[Collected data entries]

// Copyright (c) 2025 Erick Bourgeois, firestoned
// SPDX-License-Identifier: MIT

//! Status condition types and reasons for operator resources.
//!
//! Reasons are programmatic identifiers in CamelCase that explain why a
//! condition has a particular status. Types name the aspect being reported.
//!
//! # Example Status
//!
//! ```yaml
//! status:
//!   phase: Running
//!   conditions:
//!     - type: OneAgentVersion
//!       status: "True"
//!       reason: Verified
//!       message: Version verified for component.
//!     - type: Ready
//!       status: "True"
//!       reason: StatefulSetCreated
//!       message: dk-otel-collector created
//! ```

// ============================================================================
// Condition Status Values
// ============================================================================

pub const STATUS_TRUE: &str = "True";
pub const STATUS_FALSE: &str = "False";
pub const STATUS_UNKNOWN: &str = "Unknown";

// ============================================================================
// Condition Types
// ============================================================================

/// Collector workload condition.
pub const CONDITION_TYPE_READY: &str = "Ready";

/// Tokens secret condition.
pub const CONDITION_TYPE_TOKENS: &str = "Tokens";

/// Generated collector configuration condition.
pub const CONDITION_TYPE_COLLECTOR_CONFIG: &str = "TelemetryIngestConfiguration";

/// Version condition of the `OneAgent` component.
pub const CONDITION_TYPE_ONE_AGENT_VERSION: &str = "OneAgentVersion";

/// Version condition of the code modules component.
pub const CONDITION_TYPE_CODE_MODULES_VERSION: &str = "CodeModulesVersion";

/// Version condition of the `ActiveGate` component.
pub const CONDITION_TYPE_ACTIVE_GATE_VERSION: &str = "ActiveGateVersion";

/// Version condition of the OpenTelemetry collector component.
pub const CONDITION_TYPE_OTEL_COLLECTOR_VERSION: &str = "OtelCollectorVersion";

/// Version condition of the `EdgeConnect` component.
pub const CONDITION_TYPE_EDGE_CONNECT_VERSION: &str = "EdgeConnectVersion";

/// Connection info condition.
pub const CONDITION_TYPE_CONNECTION_INFO: &str = "ConnectionInfo";

/// `EdgeConnect` deployment condition.
pub const CONDITION_TYPE_DEPLOYMENT: &str = "Deployment";

// ============================================================================
// Workload Reasons
// ============================================================================

/// The collector `StatefulSet` was created or updated.
pub const REASON_STATEFULSET_CREATED: &str = "StatefulSetCreated";

/// The `EdgeConnect` `Deployment` was created or updated.
pub const REASON_DEPLOYMENT_CREATED: &str = "DeploymentCreated";

/// A call to the Kubernetes API failed.
pub const REASON_KUBE_API_ERROR: &str = "KubeApiError";

/// A required token is missing from the tokens secret.
pub const REASON_TOKEN_MISSING: &str = "TokenMissing";

/// All required tokens are present.
pub const REASON_TOKEN_READY: &str = "TokenReady";

/// The generated configuration changed and pods will roll.
pub const REASON_CONFIG_OUTDATED: &str = "ConfigOutdated";

/// The generated configuration is up to date.
pub const REASON_CONFIG_CREATED: &str = "ConfigCreated";

/// The generated configuration could not be produced.
pub const REASON_CONFIG_GENERATION_FAILED: &str = "ConfigGenerationFailed";

// ============================================================================
// Version Reasons
// ============================================================================

/// The pinned version was verified against the vendor API or registry.
pub const REASON_VERIFIED: &str = "Verified";

/// A custom image or version is used, no verification was done.
pub const REASON_VERIFICATION_SKIPPED: &str = "VerificationSkipped";

/// The candidate version is older than the pinned one.
pub const REASON_DOWNGRADE: &str = "Downgrade";

/// The pinned status failed validation or a version could not be parsed.
pub const REASON_VERIFICATION_FAILED: &str = "VerificationFailed";

/// The vendor API or registry could not be reached.
pub const REASON_DYNATRACE_API_ERROR: &str = "DynatraceAPIError";

/// Default message of a verified version condition.
pub const MESSAGE_VERSION_VERIFIED: &str = "Version verified for component.";

// ============================================================================
// Connection Info Reasons
// ============================================================================

/// Connection info was fetched from the vendor API.
pub const REASON_CONNECTION_INFO_UPDATED: &str = "ConnectionInfoUpdated";

/// The vendor API reported no communication endpoint.
pub const REASON_EMPTY_COMMUNICATION_HOSTS: &str = "EmptyCommunicationHosts";

// ============================================================================
// Injection Reasons (pod annotations, not conditions)
// ============================================================================

/// The tenant UUID is not yet known.
pub const REASON_EMPTY_TENANT_UUID: &str = "EmptyTenantUUID";

/// No communication host is known.
pub const REASON_EMPTY_CONNECTION_INFO: &str = "EmptyConnectionInfo";

/// Neither a code modules version nor a code modules image is known.
pub const REASON_UNKNOWN_CODE_MODULE: &str = "UnknownCodeModule";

_WHAT IS REQUIRED_
Copy out the data exactly, keeping each line whole.

_FINAL ANSWER_
// Copyright (c) 2025 Erick Bourgeois, firestoned
// SPDX-License-Identifier: MIT

//! Status condition types and reasons for operator resources.
//!
//! Reasons are programmatic identifiers in CamelCase that explain why a
//! condition has a particular status. Types name the aspect being reported.
//!
//! # Example Status
//!
//! ```yaml
//! status:
//!   phase: Running
//!   conditions:
//!     - type: OneAgentVersion
//!       status: "True"
//!       reason: Verified
//!       message: Version verified for component.
//!     - type: Ready
//!       status: "True"
//!       reason: StatefulSetCreated
//!       message: dk-otel-collector created
//! ```

// ============================================================================
// Condition Status Values
// ============================================================================

pub const STATUS_TRUE: &str = "True";
pub const STATUS_FALSE: &str = "False";
pub const STATUS_UNKNOWN: &str = "Unknown";

// ============================================================================
// Condition Types
// ============================================================================

/// Collector workload condition.
pub const CONDITION_TYPE_READY: &str = "Ready";

/// Tokens secret condition.
pub const CONDITION_TYPE_TOKENS: &str = "Tokens";

/// Generated collector configuration condition.
pub const CONDITION_TYPE_COLLECTOR_CONFIG: &str = "TelemetryIngestConfiguration";

/// Version condition of the `OneAgent` component.
pub const CONDITION_TYPE_ONE_AGENT_VERSION: &str = "OneAgentVersion";

/// Version condition of the code modules component.
pub const CONDITION_TYPE_CODE_MODULES_VERSION: &str = "CodeModulesVersion";

/// Version condition of the `ActiveGate` component.
pub const CONDITION_TYPE_ACTIVE_GATE_VERSION: &str = "ActiveGateVersion";

/// Version condition of the OpenTelemetry collector component.
pub const CONDITION_TYPE_OTEL_COLLECTOR_VERSION: &str = "OtelCollectorVersion";

/// Version condition of the `EdgeConnect` component.
pub const CONDITION_TYPE_EDGE_CONNECT_VERSION: &str = "EdgeConnectVersion";

/// Connection info condition.
pub const CONDITION_TYPE_CONNECTION_INFO: &str = "ConnectionInfo";

/// `EdgeConnect` deployment condition.
pub const CONDITION_TYPE_DEPLOYMENT: &str = "Deployment";

// ============================================================================
// Workload Reasons
// ============================================================================

/// The collector `StatefulSet` was created or updated.
pub const REASON_STATEFULSET_CREATED: &str = "StatefulSetCreated";

/// The `EdgeConnect` `Deployment` was created or updated.
pub const REASON_DEPLOYMENT_CREATED: &str = "DeploymentCreated";

/// A call to the Kubernetes API failed.
pub const REASON_KUBE_API_ERROR: &str = "KubeApiError";

/// A required token is missing from the tokens secret.
pub const REASON_TOKEN_MISSING: &str = "TokenMissing";

/// All required tokens are present.
pub const REASON_TOKEN_READY: &str = "TokenReady";

/// The generated configuration changed and pods will roll.
pub const REASON_CONFIG_OUTDATED: &str = "ConfigOutdated";

/// The generated configuration is up to date.
pub const REASON_CONFIG_CREATED: &str = "ConfigCreated";

/// The generated configuration could not be produced.
pub const REASON_CONFIG_GENERATION_FAILED: &str = "ConfigGenerationFailed";

// ============================================================================
// Version Reasons
// ============================================================================

/// The pinned version was verified against the vendor API or registry.
pub const REASON_VERIFIED: &str = "Verified";

/// A custom image or version is used, no verification was done.
pub const REASON_VERIFICATION_SKIPPED: &str = "VerificationSkipped";

/// The candidate version is older than the pinned one.
pub const REASON_DOWNGRADE: &str = "Downgrade";

/// The pinned status failed validation or a version could not be parsed.
pub const REASON_VERIFICATION_FAILED: &str = "VerificationFailed";

/// The vendor API or registry could not be reached.
pub const REASON_DYNATRACE_API_ERROR: &str = "DynatraceAPIError";

/// Default message of a verified version condition.
pub const MESSAGE_VERSION_VERIFIED: &str = "Version verified for component.";

// ============================================================================
// Connection Info Reasons
// ============================================================================

/// Connection info was fetched from the vendor API.
pub const REASON_CONNECTION_INFO_UPDATED: &str = "ConnectionInfoUpdated";

/// The vendor API reported no communication endpoint.
pub const REASON_EMPTY_COMMUNICATION_HOSTS: &str = "EmptyCommunicationHosts";

// ============================================================================
// Injection Reasons (pod annotations, not conditions)
// ============================================================================

/// The tenant UUID is not yet known.
pub const REASON_EMPTY_TENANT_UUID: &str = "EmptyTenantUUID";

/// No communication host is known.
pub const REASON_EMPTY_CONNECTION_INFO: &str = "EmptyConnectionInfo";

/// Neither a code modules version nor a code modules image is known.
pub const REASON_UNKNOWN_CODE_MODULE: &str = "UnknownCodeModule";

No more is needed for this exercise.